On 31.08.2017 13:11, Joe Armstrong wrote:
> Hello,
> 
> I want to build a "proof of concept" DAW (Digital Audio Workstation)
> 
> Why? - just for fun.
> 
> DAWs involve complex GUIs, complex audio processing, and complex
> man-machine interactions - I'd like to make the DAW from small well
> defined isolated communicating components.
> 
> I was wondering about audio - has anybody ideas about this.

A big challenge with a (distributed) setting consisting of isolated
components is to get synchronisation right, especially with an
asynchronous  architecture. If you think of hardware components
connected via e.g. AES/EBU unidirectional digital links, each of these
components usually gets a clock source (either audio or wordclock input)
unless it is the clock master.

When doing audio with a computer, the clock master is in general the
audio sound card. If you want to have a distributed system with
_several_ sound cards (even on the same host), you will need a hardware
wordclock sync between them. Otherwise you would introduce new clock
domains.

If the system clock is used to generate audio samples (lets say to
generate 48000 samples per second) and the samples are just fed to the
sound card, evil things will happen (which things exactly depends mainly
on the hardware and on drivers, but they will be audible in general
which I consider evil). The cause is: the system clock is in another
clock domain than the audio card. And system oscillators are in general
cheap ones with relatively bad stability and temperature coefficients.

When different clock domains are involved, sample-rate conversion and
DLL/PLL and stuff like that are needed, with in turn may introduce
audible pitch changes (DVB for instance relies on a reference clock of
27MHz with a max change (1st derivation) of 75mHz/s to avoid this, see
ISO/IEC 13818-1). Nevertheless adaptive sample rate conversion is done
e.g. by vlc and other players to play broadcast radio/television e.g.
via RTP. I'd rather avoid doing that myself (I did it once and its no fun).

So when thinking about a system open for professional use, I'd design it
to use a single clock domain.
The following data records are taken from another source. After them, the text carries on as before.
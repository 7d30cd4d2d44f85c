//! Comprehensive tests for domain_fund

use std::sync::Arc;

use chrono::{DateTime, NaiveDate, TimeZone, Utc};
use rust_decimal::Decimal;
use rust_decimal_macros::dec;

use core_kernel::{BlobStore, TransactionId};
use domain_fund::{
    price, FallbackReason, Fund, FundBook, FundCriteria, FundError, Ledger, LoadOutcome,
    PersistOutcome, Transaction, TransactionCriteria, TransactionRequest, TransactionType,
    FUNDS_SLOT, TRANSACTIONS_SLOT,
};
use infra_store::{MemoryBlobStore, UnavailableBlobStore};
use test_utils::{
    assert_fee_and_net, assert_funds_newest_first, assert_max_scale,
    assert_transactions_newest_first, FailingBlobStore, FundFixtures, RecordingBlobStore,
    TemporalFixtures, TestFundBuilder, TransactionRequestBuilder,
};

fn memory() -> Arc<dyn BlobStore> {
    Arc::new(MemoryBlobStore::new())
}

fn date(y: i32, m: u32, d: u32) -> NaiveDate {
    TemporalFixtures::date(y, m, d)
}

fn at(y: i32, m: u32, d: u32, h: u32) -> DateTime<Utc> {
    Utc.with_ymd_and_hms(y, m, d, h, 0, 0).unwrap()
}

// ============================================================================
// Valuation Scenarios
// ============================================================================

mod valuation_scenarios {
    use super::*;

    #[test]
    fn test_buy_k_cash() {
        let funds = FundBook::open(memory());
        let mut ledger = Ledger::open(memory());

        let tx = ledger
            .add_transaction(&funds, &TransactionRequest::buy("K-CASH", dec!(1000)))
            .unwrap();

        assert_eq!(tx.fee, dec!(0.00));
        assert_eq!(tx.net, dec!(1000.00));
        assert_eq!(tx.units, dec!(66.1227));
        assert_eq!(tx.nav, dec!(15.1234));
        assert_eq!(tx.amount, dec!(1000));
        assert_max_scale(tx.units, 4);
    }

    #[test]
    fn test_buy_scb_banking() {
        let funds = FundBook::open(memory());
        let mut ledger = Ledger::open(memory());

        let tx = ledger
            .add_transaction(&funds, &TransactionRequest::buy("SCBBANKING", dec!(5000)))
            .unwrap();

        assert_eq!(tx.fee, dec!(50.00));
        assert_eq!(tx.net, dec!(4950.00));
        assert_eq!(tx.units, dec!(482.9268));
    }

    #[test]
    fn test_fixture_fund_pricing() {
        let sell = price(&FundFixtures::scb_banking(), TransactionType::Sell, dec!(100)).unwrap();
        assert_fee_and_net(&sell, dec!(5.13), dec!(1019.88));

        let buy = price(&FundFixtures::k_cash(), TransactionType::Buy, dec!(1000)).unwrap();
        assert_fee_and_net(&buy, dec!(0), dec!(1000));
    }

    #[test]
    fn test_fees_round_independently() {
        let fund = TestFundBuilder::new()
            .with_nav(dec!(3))
            .with_fees(dec!(1.5), dec!(0))
            .build();

        let v = price(&fund, TransactionType::Buy, dec!(0.3)).unwrap();

        assert_fee_and_net(&v, dec!(0.00), dec!(0.30));
        assert_eq!(v.units, dec!(0.0985));
    }

    #[test]
    fn test_sell_scb_banking() {
        let funds = FundBook::open(memory());
        let mut ledger = Ledger::open(memory());

        let request = TransactionRequestBuilder::sell("SCBBANKING")
            .units(dec!(100))
            .build();
        let tx = ledger.add_transaction(&funds, &request).unwrap();

        assert_eq!(tx.amount, dec!(1025.00));
        assert_eq!(tx.fee, dec!(5.13));
        assert_eq!(tx.net, dec!(1019.88));
        assert_eq!(tx.units, dec!(100));
    }

    #[test]
    fn test_nav_is_snapshot_at_write_time() {
        let mut funds = FundBook::open(memory());
        let mut ledger = Ledger::open(memory());

        let tx = ledger
            .add_transaction(&funds, &TransactionRequest::buy("SCBBANKING", dec!(1000)))
            .unwrap();

        let repriced = funds.find("SCBBANKING").unwrap().clone().with_nav(dec!(20));
        funds.save(repriced).unwrap();

        assert_eq!(ledger.find(&tx.id).unwrap().nav, dec!(10.25));
    }
}
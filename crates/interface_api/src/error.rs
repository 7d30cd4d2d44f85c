//! API error handling

use axum::{
    http::StatusCode,
    response::{IntoResponse, Response},
    Json,
};
use serde::Serialize;
use thiserror::Error;

use domain_fund::FundError;

/// API error types
#[derive(Debug, Error)]
pub enum ApiError {
    #[error("Not found: {0}")]
    NotFound(String),

    #[error("Bad request: {0}")]
    BadRequest(String),

    #[error("Internal server error: {0}")]
    Internal(String),

    #[error("Validation error: {0}")]
    Validation(String),
}

/// Error response body
#[derive(Debug, Serialize)]
pub struct ErrorResponse {
    pub error: String,
    pub message: String,
}

impl ApiError {
    /// Status code and machine-readable kind for the response
    pub fn status(&self) -> (StatusCode, &'static str) {
        match self {
            ApiError::NotFound(_) => (StatusCode::NOT_FOUND, "not_found"),
            ApiError::BadRequest(_) => (StatusCode::BAD_REQUEST, "bad_request"),
            ApiError::Internal(_) => (StatusCode::INTERNAL_SERVER_ERROR, "internal_error"),
            ApiError::Validation(_) => (StatusCode::UNPROCESSABLE_ENTITY, "validation_error"),
        }
    }
}

impl IntoResponse for ApiError {
    fn into_response(self) -> Response {
        let (status, error_type) = self.status();
        let message = match self {
            ApiError::NotFound(msg)
            | ApiError::BadRequest(msg)
            | ApiError::Internal(msg)
            | ApiError::Validation(msg) => msg,
        };

        let body = ErrorResponse {
            error: error_type.to_string(),
            message,
        };

        (status, Json(body)).into_response()
    }
}

impl From<FundError> for ApiError {
    fn from(err: FundError) -> Self {
        match err {
            FundError::FundNotFound(_) | FundError::TransactionNotFound(_) => {
                ApiError::NotFound(err.to_string())
            }
            FundError::FundCodeMismatch { .. } => ApiError::BadRequest(err.to_string()),
            FundError::MissingQuantity(_)
            | FundError::NonPositiveQuantity(_)
            | FundError::QuantityTooLarge(_)
            | FundError::InvalidFund(_) => ApiError::Validation(err.to_string()),
        }
    }
}

#[cfg(test)]
mod tests {
    use super::*;
    use core_kernel::TransactionId;
    use domain_fund::TransactionType;

    #[test]
    fn test_fund_errors_map_to_status() {
        let cases = [
            (FundError::FundNotFound("X".into()), StatusCode::NOT_FOUND),
            (
                FundError::TransactionNotFound(TransactionId::new()),
                StatusCode::NOT_FOUND,
            ),
            (
                FundError::MissingQuantity(TransactionType::Buy),
                StatusCode::UNPROCESSABLE_ENTITY,
            ),
            (
                FundError::NonPositiveQuantity(TransactionType::Sell),
                StatusCode::UNPROCESSABLE_ENTITY,
            ),
            (
                FundError::QuantityTooLarge(TransactionType::Sell),
                StatusCode::UNPROCESSABLE_ENTITY,
            ),
            (FundError::invalid("nav"), StatusCode::UNPROCESSABLE_ENTITY),
            (
                FundError::FundCodeMismatch {
                    expected: "A".into(),
                    actual: "B".into(),
                },
                StatusCode::BAD_REQUEST,
            ),
        ];

        for (err, expected) in cases {
            assert_eq!(ApiError::from(err).status().0, expected);
        }
    }
}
Two approaches to achieve this on a
computer based system are
  1. broadcasting or distributing a reference clock (e.g. with a sample
index)
  2. using backpressure
I think the former is a good fit for an asynchronous (Erlang) system.

On the other hand, one could start with an RTP sender (e.g. payload type
10 or 11, see https://en.wikipedia.org/wiki/RTP_audio_video_profile )
and rely on the system clock as a quick start (both encapsulated in a
single process, accepting timestamped audio and distributing timestamped
clock references). Perhaps vlc can be convinced to send RTP/RTCP based
on the audio input of the same audio interface, that would be a better
time reference (same clock domain).

The more pro audio open source variant would probably be to use jackd,
e.g. by writing an Erlang netjack1 client
(https://github.com/jackaudio/jackaudio.github.com/wiki/WalkThrough_User_NetJack).

> 
> All idea are very welcome

That's jump a dump of what came to my mind about your idea. I hope it's
useful.

Jacob